[Entries shown]

use derive_more::{Constructor, Display};
use rust_decimal::Decimal;
use serde::{Deserialize, Serialize};
use smol_str::SmolStr;

/// Trading pair identifier, e.g. `BTCUSDT`.
///
/// Stored as a [`SmolStr`] so routing keys (registry lookups, channel tags,
/// metric labels) clone cheaply without heap allocation for the common case.
#[derive(
    Debug, Clone, Eq, PartialEq, Ord, PartialOrd, Hash, Display, Deserialize, Serialize, Constructor,
)]
pub struct Symbol(pub SmolStr);

impl Symbol {
    pub fn new(value: impl Into<SmolStr>) -> Self {
        Self(value.into())
    }

    pub fn as_str(&self) -> &str {
        self.0.as_str()
    }
}

impl From<&str> for Symbol {
    fn from(value: &str) -> Self {
        Self(SmolStr::new(value))
    }
}

/// Immutable venue metadata for a [`Symbol`], fetched once on startup.
///
/// `price_decimals`/`qty_decimals` are the scale venue order books are quoted
/// at; `min_qty` is the smallest order size the venue accepts; `multiplier`
/// converts contract quantity to underlying notional (1 for spot).
#[derive(Debug, Clone, PartialEq, Deserialize, Serialize, Constructor)]
pub struct SymbolInfo {
    pub symbol: Symbol,
    pub base: SmolStr,
    pub quote: SmolStr,
    pub price_decimals: u32,
    pub qty_decimals: u32,
    pub min_qty: Decimal,
    pub multiplier: Decimal,
}

impl SymbolInfo {
    /// Round a price to this symbol's declared price precision.
    pub fn round_price(&self, price: Decimal) -> Decimal {
        price.round_dp(self.price_decimals)
    }

    /// Round a quantity to this symbol's declared quantity precision.
    pub fn round_qty(&self, qty: Decimal) -> Decimal {
        qty.round_dp(self.qty_decimals)
    }
}

/// Order side.
#[derive(
    Debug, Copy, Clone, Eq, PartialEq, Hash, Display, Deserialize, Serialize,
)]
#[serde(rename_all = "SCREAMING_SNAKE_CASE")]
pub enum Side {
    Buy,
    Sell,
}

impl Side {
    /// Opposite side, used when unwinding or hedging a leg.
    pub fn opposite(self) -> Self {
        match self {
            Side::Buy => Side::Sell,
            Side::Sell => Side::Buy,
        }
    }

    /// Stable single-character code used as an input to deterministic
    /// `client_order_id` derivation.
    pub fn code(self) -> u8 {
        match self {
            Side::Buy => b'B',
            Side::Sell => b'S',
        }
    }
}

/// Order type.
#[derive(
    Debug, Copy, Clone, Eq, PartialEq, Hash, Display, Deserialize, Serialize,
)]
#[serde(rename_all = "SCREAMING_SNAKE_CASE")]
pub enum OrderType {
    Limit,
    Market,
    PostOnly,
}

/// Time-in-force.
#[derive(
    Debug, Copy, Clone, Eq, PartialEq, Hash, Display, Deserialize, Serialize,
)]
pub enum TimeInForce {
    #[serde(rename = "GTC")]
    GoodUntilCancelled,
    #[serde(rename = "IOC")]
    ImmediateOrCancel,
    #[serde(rename = "FOK")]
    FillOrKill,
}

/// Venue order status.
#[derive(
    Debug, Copy, Clone, Eq, PartialEq, Hash, Display, Deserialize, Serialize,
)]
#[serde(rename_all = "SCREAMING_SNAKE_CASE")]
pub enum OrderStatus {
    New,
    PartiallyFilled,
    Filled,
    Canceled,
    Rejected,
    Expired,
}

impl OrderStatus {
    /// An order in a terminal status will never transition again.
    pub fn is_terminal(self) -> bool {
        matches!(
            self,
            OrderStatus::Filled | OrderStatus::Canceled | OrderStatus::Rejected | OrderStatus::Expired
        )
    }
}

#[cfg(test)]
mod tests {
    use super::*;

    #[test]
    fn side_opposite_round_trips() {
        assert_eq!(Side::Buy.opposite().opposite(), Side::Buy);
    }

    #[test]
    fn order_status_terminal() {
        assert!(OrderStatus::Filled.is_terminal());
        assert!(!OrderStatus::New.is_terminal());
        assert!(!OrderStatus::PartiallyFilled.is_terminal());
    }

    #[test]
    fn order_status_wire_format() {
        assert_eq!(
            serde_json::to_string(&OrderStatus::PartiallyFilled).unwrap(),
            "\"PARTIALLY_FILLED\""
        );
    }

    #[test]
    fn time_in_force_wire_format() {
        assert_eq!(
            serde_json::to_string(&TimeInForce::GoodUntilCancelled).unwrap(),
            "\"GTC\""
        );
    }
}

[Requirement] Take the records above and copy them out exactly.

[Answer for this exercise]
use derive_more::{Constructor, Display};
use rust_decimal::Decimal;
use serde::{Deserialize, Serialize};
use smol_str::SmolStr;

/// Trading pair identifier, e.g. `BTCUSDT`.
///
/// Stored as a [`SmolStr`] so routing keys (registry lookups, channel tags,
/// metric labels) clone cheaply without heap allocation for the common case.
#[derive(
    Debug, Clone, Eq, PartialEq, Ord, PartialOrd, Hash, Display, Deserialize, Serialize, Constructor,
)]
pub struct Symbol(pub SmolStr);

impl Symbol {
    pub fn new(value: impl Into<SmolStr>) -> Self {
        Self(value.into())
    }

    pub fn as_str(&self) -> &str {
        self.0.as_str()
    }
}

impl From<&str> for Symbol {
    fn from(value: &str) -> Self {
        Self(SmolStr::new(value))
    }
}

/// Immutable venue metadata for a [`Symbol`], fetched once on startup.
///
/// `price_decimals`/`qty_decimals` are the scale venue order books are quoted
/// at; `min_qty` is the smallest order size the venue accepts; `multiplier`
/// converts contract quantity to underlying notional (1 for spot).
#[derive(Debug, Clone, PartialEq, Deserialize, Serialize, Constructor)]
pub struct SymbolInfo {
    pub symbol: Symbol,
    pub base: SmolStr,
    pub quote: SmolStr,
    pub price_decimals: u32,
    pub qty_decimals: u32,
    pub min_qty: Decimal,
    pub multiplier: Decimal,
}

impl SymbolInfo {
    /// Round a price to this symbol's declared price precision.
    pub fn round_price(&self, price: Decimal) -> Decimal {
        price.round_dp(self.price_decimals)
    }

    /// Round a quantity to this symbol's declared quantity precision.
    pub fn round_qty(&self, qty: Decimal) -> Decimal {
        qty.round_dp(self.qty_decimals)
    }
}

/// Order side.
#[derive(
    Debug, Copy, Clone, Eq, PartialEq, Hash, Display, Deserialize, Serialize,
)]
#[serde(rename_all = "SCREAMING_SNAKE_CASE")]
pub enum Side {
    Buy,
    Sell,
}

impl Side {
    /// Opposite side, used when unwinding or hedging a leg.
    pub fn opposite(self) -> Self {
        match self {
            Side::Buy => Side::Sell,
            Side::Sell => Side::Buy,
        }
    }

    /// Stable single-character code used as an input to deterministic
    /// `client_order_id` derivation.
    pub fn code(self) -> u8 {
        match self {
            Side::Buy => b'B',
            Side::Sell => b'S',
        }
    }
}

/// Order type.
#[derive(
    Debug, Copy, Clone, Eq, PartialEq, Hash, Display, Deserialize, Serialize,
)]
#[serde(rename_all = "SCREAMING_SNAKE_CASE")]
pub enum OrderType {
    Limit,
    Market,
    PostOnly,
}

/// Time-in-force.
#[derive(
    Debug, Copy, Clone, Eq, PartialEq, Hash, Display, Deserialize, Serialize,
)]
pub enum TimeInForce {
    #[serde(rename = "GTC")]
    GoodUntilCancelled,
    #[serde(rename = "IOC")]
    ImmediateOrCancel,
    #[serde(rename = "FOK")]
    FillOrKill,
}

/// Venue order status.
#[derive(
    Debug, Copy, Clone, Eq, PartialEq, Hash, Display, Deserialize, Serialize,
)]
#[serde(rename_all = "SCREAMING_SNAKE_CASE")]
pub enum OrderStatus {
    New,
    PartiallyFilled,
    Filled,
    Canceled,
    Rejected,
    Expired,
}

impl OrderStatus {
    /// An order in a terminal status will never transition again.
    pub fn is_terminal(self) -> bool {
        matches!(
            self,
            OrderStatus::Filled | OrderStatus::Canceled | OrderStatus::Rejected | OrderStatus::Expired
        )
    }
}

#[cfg(test)]
mod tests {
    use super::*;

    #[test]
    fn side_opposite_round_trips() {
        assert_eq!(Side::Buy.opposite().opposite(), Side::Buy);
    }

    #[test]
    fn order_status_terminal() {
        assert!(OrderStatus::Filled.is_terminal());
        assert!(!OrderStatus::New.is_terminal());
        assert!(!OrderStatus::PartiallyFilled.is_terminal());
    }

    #[test]
    fn order_status_wire_format() {
        assert_eq!(
            serde_json::to_string(&OrderStatus::PartiallyFilled).unwrap(),
            "\"PARTIALLY_FILLED\""
        );
    }

    #[test]
    fn time_in_force_wire_format() {
        assert_eq!(
            serde_json::to_string(&TimeInForce::GoodUntilCancelled).unwrap(),
            "\"GTC\""
        );
    }
}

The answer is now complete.